I Saw Something Yesterday I Never Thought I Would See

I work in the oil and gas business and often meet with people in their homes to go over business. I'm fortunate enough to work in the same area where I grew up, so I go out of my way to "just talk" after the meeting - talk about anything other than oil and gas. I like to get to know the people I am doing business with.

On occasion, my card collecting will come up, much like it did yesterday.  The gentleman I was talking to told me that he collected cards when he was young and still had a few and offered to show them to me.  I was excited - there's no telling what kind of cards you are going to see when someone older tells you they have a collection.

When he opened up his box (just a plain cardboard box used for shipping), I instantly recognized what was in front of me: 1951 Bowman.  Granted, there were other cards in there, but the '51 Bowman was well represented.  I became familiar with this set while researching my cousin Thurman Tucker, who had a card in this set.  

I could see an envelope at the bottom of the box...I wanted to go straight for it...but I didn't want to be rude. After about 15 minutes of sharing memories from certain cards, we go to the envelope.  At this point, the gentleman's eyes began to sparkle.  I knew I was about to have my mind blown. My heart began to flutter a little bit.

He slowly opens the envelope.....

1951 Bowman - Mickey Mantle
My heart stops for a moment.

By the way, this is an image from the Interwebs. I didn't want to ask him if I could take a picture, that just seemed rude.

But right in front of me is a 1951 Bowman Mickey Mantle.  The man tells me that the Mick was always his favorite player.  He tells me his favorite memories from listening to the Yankees on the radio and how excited he would get when Mantle would come up to bat.  He tells me about the day that he got the card and how he didn't even tell his friends about it for two weeks because he didn't want anyone to know he had it.  He tells me that he forgot about the card - and all of his cards - when he moved out of his parents house, but how his dad wouldn't let his mother throw the cards away (thank goodness).

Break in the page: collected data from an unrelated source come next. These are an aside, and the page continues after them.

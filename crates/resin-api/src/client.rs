// resin REST client
//
// Wraps `reqwest::Client` with bearer-token auth, versioned resource URLs,
// OData filtering and `{ "d": [...] }` unwrapping. Only the two read calls
// the log streamer depends on live here: device lookup by UUID and the
// public remote configuration.

use serde::de::DeserializeOwned;
use tracing::debug;
use url::Url;

use crate::auth::bearer_headers;
use crate::config::{ApiVersion, ClientConfig};
use crate::error::Error;
use crate::models::{Device, ODataResponse, PubSubKeys, RemoteConfig};
use crate::odata;

/// Authenticated HTTP client for the resin API.
///
/// Cheap to share by reference across tasks: every method takes `&self` and
/// holds no per-call state, so concurrent lookups for different devices are
/// safe.
#[derive(Debug, Clone)]
pub struct ResinClient {
    http: reqwest::Client,
    api_url: Url,
    api_version: ApiVersion,
}

impl ResinClient {
    /// Create a client that sends `config.token` as a bearer token.
    pub fn new(config: &ClientConfig) -> Result<Self, Error> {
        let headers = bearer_headers(&config.token)?;
        let http = config.transport.build_client_with_headers(headers)?;
        Ok(Self {
            http,
            api_url: config.api_url.clone(),
            api_version: config.api_version,
        })
    }

    /// Create a client around a pre-built `reqwest::Client`.
    ///
    /// The caller is responsible for any auth headers.
    pub fn with_client(http: reqwest::Client, api_url: Url, api_version: ApiVersion) -> Self {
        Self {
            http,
            api_url,
            api_version,
        }
    }

    /// The API base URL.
    pub fn api_url(&self) -> &Url {
        &self.api_url
    }

    pub fn api_version(&self) -> ApiVersion {
        self.api_version
    }

    // ── URL builders ─────────────────────────────────────────────────

    /// `{base}/{version}/{resource}`
    pub(crate) fn resource_url(&self, resource: &str) -> Result<Url, Error> {
        self.root_url(&format!("{}/{resource}", self.api_version))
    }

    /// `{base}/{path}` for unversioned endpoints such as `/config`.
    pub(crate) fn root_url(&self, path: &str) -> Result<Url, Error> {
        let base = self.api_url.as_str().trim_end_matches('/');
        Ok(Url::parse(&format!("{base}/{}", path.trim_start_matches('/')))?)
    }

    // ── Endpoints ────────────────────────────────────────────────────

    /// Look up a single device by UUID.
    ///
    /// `GET /{version}/device?$filter=uuid eq '<uuid>'`
    pub async fn device_by_uuid(&self, uuid: &str) -> Result<Device, Error> {
        let url = self.resource_url("device")?;
        let filter = odata::filter_eq_str("uuid", uuid);
        debug!(uuid, "looking up device");

        let response: ODataResponse<Device> =
            self.get_json(url, &[("$filter", filter.as_str())]).await?;
        response
            .d
            .into_iter()
            .next()
            .ok_or_else(|| Error::DeviceNotFound { uuid: uuid.into() })
    }

    /// Fetch the public remote configuration.
    ///
    /// `GET /config`
    pub async fn remote_config(&self) -> Result<RemoteConfig, Error> {
        let url = self.root_url("config")?;
        self.get_json(url, &[]).await
    }

    /// Pub/sub keys from the remote configuration.
    ///
    /// Fails with [`Error::NoPubSubCredentials`] when either key is missing.
    pub async fn pubsub_keys(&self) -> Result<PubSubKeys, Error> {
        let keys = self
            .remote_config()
            .await?
            .pubnub
            .map(PubSubKeys::from)
            .ok_or(Error::NoPubSubCredentials)?;
        if keys.is_empty() {
            return Err(Error::NoPubSubCredentials);
        }
        Ok(keys)
    }

    // ── Request helpers ──────────────────────────────────────────────

    async fn get_json<T: DeserializeOwned>(
        &self,
        url: Url,
        query: &[(&str, &str)],
    ) -> Result<T, Error> {
        debug!("GET {}", url);

        let resp = self
            .http
            .get(url)
            .query(query)
            .send()
            .await
            .map_err(Error::Transport)?;

        let status = resp.status();
        if status == reqwest::StatusCode::UNAUTHORIZED {
            return Err(Error::Authentication {
                message: "session token rejected".into(),
            });
        }

        let body = resp.text().await.map_err(Error::Transport)?;
        if !status.is_success() {
            return Err(Error::Api {
                status: status.as_u16(),
                message: body,
            });
        }

        serde_json::from_str(&body).map_err(|e| Error::Deserialization {
            message: e.to_string(),
            body,
        })
    }
}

The card isn't in great shape anymore, it had rounded corners, a few creases and a bit of discoloration on the right side.  I asked him if he had any idea what it was worth; he said he didn't and he didn't really want to know.

And that's when it dawned on me.

Regardless of value, baseball cards should be about the memories they create in the collecting process.

We talked about the card for a few more minutes.  He tucked it back in the envelope, placed it back in the box, closed the box and put it away.

My heart finally began to beat again.

I thanked him for his time and told him that if he ever wanted to let that card go, he needed to call me.  I shook his hand and left.

It was the best Monday I've had in a very long time.


  1. "Regardless of value, baseball cards should be about the memories they create in the collecting process."

    Amen, brother.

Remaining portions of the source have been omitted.